The Virginian-Pilot
                             THE VIRGINIAN-PILOT 
              Copyright (c) 1995, Landmark Communications, Inc.

DATE: Thursday, June 22, 1995                TAG: 9506220017
SECTION: FRONT                    PAGE: A14  EDITION: FINAL 
TYPE: Editorial 
                                             LENGTH: Medium:   55 lines

THE GOOD LIFE IN HAMPTON ROADS FREE STUFF TO DO

Life will never be perfect, but many weekends in Hampton Roads it can be awfully good. And hereabouts the good stuff, even the best stuff, often is free. You can't beat free.

Take this past weekend.

At Town Point Park in Norfolk, the Bayou Boogaloo and Cajun Food Festival offered good food and better music. The food cost, actually, though hardly an arm and a leg. The music was loud and free. The whole outdoors was practically room temperature as the Subdudes, Dr. John, Nathan & the Zydeco Cha Chas and The Neville Brothers all wailed. These are names that excite people in New Orleans, where jazz was born and still breeds.

Families were everywhere on the park grass. Grandparents, children and grandchildren boogied together, their spirits buoyed and feet lightened by the happy music.

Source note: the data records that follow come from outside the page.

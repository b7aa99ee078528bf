//! The change scheduler.
//!
//! # How it works
//!
//! 1. Signals arrive via [`ChangeScheduler::on_signal`]: the payload is
//!    captured with cheap field writes and the matching category is marked
//!    dirty.
//! 2. The first mark requests one frame from the [`FramePump`]; further
//!    marks ride along with the outstanding request.
//! 3. When the host fires the frame it calls [`ChangeScheduler::run_frame`]:
//!    a [`ChangeSnapshot`] of exactly the dirty categories goes to the single
//!    registered handler, then dirty state clears to NONE and the payload
//!    records reseed.
//! 4. Marks that cannot be honored right now — `validate_now` while a frame
//!    is pending, or any mark made from inside the handler — are queued and
//!    replayed through [`ChangeScheduler::run_deferred`] after the host's
//!    zero-delay retry, so they survive the post-dispatch clear.
//!
//! The scheduler is single-threaded by construction: no locks, no interior
//! mutability. Re-entrancy is handled by the deferred queue, not by
//! synchronization.

use std::time::Duration;

use dkit_core::{
    DirtyFlags, EventSource, Point, Signal, SignalBinding, SignalKind, SubscribeError,
    SubscriptionId, Target,
};
use tracing::{debug, trace};

use crate::pump::{FramePump, FrameRequest};
use crate::record::RecordStore;
use crate::snapshot::ChangeSnapshot;
use crate::{InputRecord, PositionRecord, SizeRecord};

/// How one signal kind is configured on a scheduler.
#[derive(Debug, Clone, Copy, PartialEq, Eq)]
pub enum SignalConfig {
    /// Viewport conductor, native delivery rate.
    Default,
    /// Viewport conductor, debounced.
    Rate(Duration),
    /// Explicit conductor and rate.
    Bound(SignalBinding),
}

impl SignalConfig {
    fn binding(&self) -> SignalBinding {
        match self {
            Self::Default => SignalBinding::viewport(),
            Self::Rate(rate) => SignalBinding::viewport().debounced(*rate),
            Self::Bound(binding) => *binding,
        }
    }
}

/// Which signals a scheduler subscribes to, and how.
#[derive(Debug, Clone, Default)]
pub struct SchedulerOptions {
    entries: Vec<(SignalKind, SignalConfig)>,
}

impl SchedulerOptions {
    /// No subscriptions. Signals can still be fed in manually.
    #[must_use]
    pub fn empty() -> Self {
        Self::default()
    }

    /// Scroll and resize on the viewport — the scroll-effect baseline.
    #[must_use]
    pub fn scroll_and_resize() -> Self {
        Self::empty()
            .with(SignalKind::Scroll, SignalConfig::Default)
            .with(SignalKind::Resize, SignalConfig::Default)
    }

    /// Add or replace the configuration for `kind`.
    #[must_use]
    pub fn with(mut self, kind: SignalKind, config: SignalConfig) -> Self {
        if let Some(entry) = self.entries.iter_mut().find(|(k, _)| *k == kind) {
            entry.1 = config;
        } else {
            self.entries.push((kind, config));
        }
        self
    }

    /// The configured binding for `kind`, if any.
    #[must_use]
    pub fn binding_for(&self, kind: SignalKind) -> Option<SignalBinding> {
        self.entries
            .iter()
            .find(|(k, _)| *k == kind)
            .map(|(_, config)| config.binding())
    }

    /// Iterate configured `(kind, binding)` pairs in insertion order.
    pub fn iter(&self) -> impl Iterator<Item = (SignalKind, SignalBinding)> + '_ {
        self.entries
            .iter()
            .map(|(kind, config)| (*kind, config.binding()))
    }
}

type Handler<P> = Box<dyn FnMut(&ChangeSnapshot, &mut ChangeScheduler<P>)>;

/// Coalesces dirty marks into at most one handler invocation per frame.
pub struct ChangeScheduler<P: FramePump> {
    pump: P,
    options: SchedulerOptions,
    dirty: DirtyFlags,
    records: RecordStore,
    handler: Option<Handler<P>>,
    pending: Option<FrameRequest>,
    deferred: Vec<(DirtyFlags, bool)>,
    subscriptions: Vec<SubscriptionId>,
    dispatching: bool,
}

impl<P: FramePump> std::fmt::Debug for ChangeScheduler<P> {
    fn fmt(&self, f: &mut std::fmt::Formatter<'_>) -> std::fmt::Result {
        f.debug_struct("ChangeScheduler")
            .field("dirty", &self.dirty)
            .field("pending", &self.pending)
            .field("deferred", &self.deferred.len())
            .field("subscriptions", &self.subscriptions.len())
            .field("dispatching", &self.dispatching)
            .finish_non_exhaustive()
    }
}

impl<P: FramePump> ChangeScheduler<P> {
    /// Create a scheduler over the host's frame pump.
    pub fn new(pump: P, options: SchedulerOptions) -> Self {
        Self {
            pump,
            options,
            dirty: DirtyFlags::NONE,
            records: RecordStore::default(),
            handler: None,
            pending: None,
            deferred: Vec::new(),
            subscriptions: Vec::new(),
            dispatching: false,
        }
    }

    /// Register the single update handler.
    ///
    /// Replaces any previous handler. The handler receives the snapshot and
    /// the scheduler itself, so it may mark further categories dirty; those
    /// marks are deferred past the current dispatch.
    pub fn set_handler<F>(&mut self, handler: F)
    where
        F: FnMut(&ChangeSnapshot, &mut Self) + 'static,
    {
        self.handler = Some(Box::new(handler));
    }

    /// Check dirty status.
    ///
    /// `NONE` and `ALL` use exact-match semantics (the whole mask must equal
    /// the sentinel); every other value tests with a bitwise AND.
    #[must_use]
    pub fn is_dirty(&self, flags: DirtyFlags) -> bool {
        if flags == DirtyFlags::NONE || flags == DirtyFlags::ALL {
            self.dirty == flags
        } else {
            self.dirty.intersects(flags)
        }
    }

    /// Mark categories dirty, scheduling a dispatch.
    ///
    /// Idempotent when the categories are already dirty and `validate_now`
    /// is not set. `NONE` and `ALL` replace the whole mask; marking `NONE`
    /// also reseeds every payload record. `validate_now` dispatches
    /// synchronously when possible; when a frame is already pending (or a
    /// dispatch is running) the mark is deferred through a zero-delay retry
    /// instead of double-scheduling.
    pub fn mark_dirty(&mut self, flags: DirtyFlags, validate_now: bool) {
        if self.is_dirty(flags) && !validate_now {
            return;
        }

        if flags == DirtyFlags::NONE || flags == DirtyFlags::ALL {
            self.dirty = flags;
        } else {
            self.dirty |= flags;
        }

        if self.dirty == DirtyFlags::NONE {
            self.records.reset();
            return;
        }

        trace!(dirty = %self.dirty, validate_now, "mark_dirty");

        if validate_now {
            if self.pending.is_some() || self.dispatching {
                self.defer(flags, true);
            } else {
                self.run_frame();
            }
        } else if self.dispatching {
            // Marks made from inside the handler would be wiped by the
            // post-dispatch clear; replay them on the retry instead.
            self.defer(flags, false);
        } else if self.pending.is_none() {
            self.pending = Some(self.pump.request_frame());
        }
        // Otherwise a frame is already pending and the mark rides with it.
    }

    fn defer(&mut self, flags: DirtyFlags, validate_now: bool) {
        self.deferred.push((flags, validate_now));
        self.pump.request_retry();
    }

    /// Capture a signal's payload and mark its category dirty.
    pub fn on_signal(&mut self, signal: Signal) {
        match signal {
            Signal::Resize | Signal::FrameTick => {}
            Signal::Scroll { offset } => self.records.position.offset = Some(offset),
            Signal::PointerMove { x, y } => {
                self.records.input.pointer = Some(Point::new(x, y));
            }
            Signal::Wheel { delta_x, delta_y } => {
                self.records.input.wheel = Some(Point::new(delta_x, delta_y));
            }
            Signal::OrientationChange { x, y, z } => {
                self.records.orientation.x = Some(x);
                self.records.orientation.y = Some(y);
                self.records.orientation.z = Some(z);
            }
            Signal::KeyUp { code } => self.records.input.keys_up.push(code),
            Signal::KeyDown { code } => self.records.input.keys_down.push(code),
            Signal::KeyPress { code } => self.records.input.keys_pressed.push(code),
        }

        if let Signal::FrameTick = signal {
            self.records.frame.ticks += 1;
        }

        self.mark_dirty(signal.kind().dirty_flag(), false);
    }

    /// Dispatch the current dirty state to the handler, then clear it.
    ///
    /// The host calls this when the requested frame fires. Clearing happens
    /// after the handler returns; a panicking handler therefore leaves the
    /// next frame correctly seeded and nothing is caught here.
    pub fn run_frame(&mut self) {
        self.pending = None;

        let snapshot = self.take_snapshot();
        debug!(flags = %snapshot.flags, "dispatch");

        if let Some(mut handler) = self.handler.take() {
            self.dispatching = true;
            handler(&snapshot, self);
            self.dispatching = false;
            // A handler may have installed a replacement mid-dispatch.
            if self.handler.is_none() {
                self.handler = Some(handler);
            }
        }

        self.dirty = DirtyFlags::NONE;
        self.records.reset();
    }

    /// Replay deferred marks. The host calls this on the zero-delay retry.
    pub fn run_deferred(&mut self) {
        let deferred = std::mem::take(&mut self.deferred);
        for (flags, validate_now) in deferred {
            self.mark_dirty(flags, validate_now);
        }
    }

    /// Install every configured subscription.
    ///
    /// Callers that derive state pre-dispatch (the scroll coordinator) call
    /// this directly so they can seed their records before the forced first
    /// pass; everyone else uses [`ChangeScheduler::init`].
    pub fn subscribe_all(&mut self, source: &mut impl EventSource) -> Result<(), SubscribeError> {
        let bindings: Vec<_> = self.options.iter().collect();
        for (kind, mut binding) in bindings {
            if !kind.supports_custom_conductor() {
                // Resize, orientation, and keyboard signals are global.
                binding.conductor = Target::Viewport;
            }
            let id = source.subscribe(kind, &binding)?;
            trace!(?kind, ?id, "subscribed");
            self.subscriptions.push(id);
        }
        Ok(())
    }

    /// Install every configured subscription and force one full synchronous
    /// pass, so first-paint derived state exists before any real signal.
    pub fn init(&mut self, source: &mut impl EventSource) -> Result<(), SubscribeError> {
        self.subscribe_all(source)?;
        self.mark_dirty(DirtyFlags::ALL, true);
        Ok(())
    }

    /// Cancel any pending frame and remove every installed subscription.
    ///
    /// Safe to call multiple times.
    pub fn deinit(&mut self, source: &mut impl EventSource) {
        if let Some(request) = self.pending.take() {
            self.pump.cancel_frame(request);
        }
        self.deferred.clear();
        for id in self.subscriptions.drain(..) {
            trace!(?id, "unsubscribed");
            source.unsubscribe(id);
        }
    }

    /// Whether a frame request is outstanding.
    #[must_use]
    pub fn is_frame_pending(&self) -> bool {
        self.pending.is_some()
    }

    /// The number of marks awaiting a retry.
    #[must_use]
    pub fn deferred_len(&self) -> usize {
        self.deferred.len()
    }

    /// The configured subscriptions.
    #[must_use]
    pub fn options(&self) -> &SchedulerOptions {
        &self.options
    }

    /// Mutable POSITION payload, for derivation steps that run pre-dispatch.
    pub fn position_record_mut(&mut self) -> &mut PositionRecord {
        &mut self.records.position
    }

    /// Mutable SIZE payload, for derivation steps that run pre-dispatch.
    pub fn size_record_mut(&mut self) -> &mut SizeRecord {
        &mut self.records.size
    }

    /// The current POSITION payload.
    #[must_use]
    pub fn position_record(&self) -> &PositionRecord {
        &self.records.position
    }

    /// The current SIZE payload.
    #[must_use]
    pub fn size_record(&self) -> &SizeRecord {
        &self.records.size
    }

    /// The current INPUT payload.
    #[must_use]
    pub fn input_record(&self) -> &InputRecord {
        &self.records.input
    }

    fn take_snapshot(&self) -> ChangeSnapshot {
        let mut snapshot = ChangeSnapshot {
            flags: self.dirty,
            ..Default::default()
        };
        if self.is_dirty(DirtyFlags::POSITION) {
            snapshot.position = Some(self.records.position);
        }
        if self.is_dirty(DirtyFlags::SIZE) {
            snapshot.size = Some(self.records.size);
        }
        if self.is_dirty(DirtyFlags::INPUT) {
            snapshot.input = Some(self.records.input.clone());
        }
        if self.is_dirty(DirtyFlags::ORIENTATION) {
            snapshot.orientation = Some(self.records.orientation);
        }
        if self.is_dirty(DirtyFlags::FRAME) {
            snapshot.frame = Some(self.records.frame);
        }
        snapshot
    }
}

The Neville Brothers finished at 8 p.m. Sunday, just as Spyro Gyra was beginning at the 24th Street Stage at the Oceanfront. That concert, also free, was connected with the annual Boardwalk Art Show, which attracts artists from around the country. Musicians from all over the world performed at the Oceanfront all weekend long. The music was as regular as the surf.

You could swim, sunbathe, sightsee or shop. Life was good.

On Saturday on the Peninsula at Jamestown, the first permanent English settlement here, Native Americans from tribes across the country set history straight as part of the sixth annual Virginia Indian Heritage Festival. Admission to state-run Jamestown Festival Park was $9 for adults, but the festival was free.

So what's to do this weekend? There's always something.

The Hampton Jazz Festival runs four days, featuring such giants as Barry White, Cleo Laine and Ray Charles. That's indoors and you have to pay, but the suits and gowns you see in the crowd are worth the price of admission.

And getting back to free: The America's Sail '95 Tall Ship Festival kicks off Friday at Waterside. A parade of sails, including eight major tall ships, with soaring masts, begins at 9 a.m. near the Norfolk Naval Base and should arrive at the downtown Norfolk waterfront about 11 a.m. The public may visit the tall sailing vessels over the weekend. About 8 a.m. Monday, an informal parade of sails will escort the tall ships six miles east of the Chesapeake Bay Bridge-Tunnel, where a tall-ships race to a point off Long Island, N.Y., will begin at 2 p.m.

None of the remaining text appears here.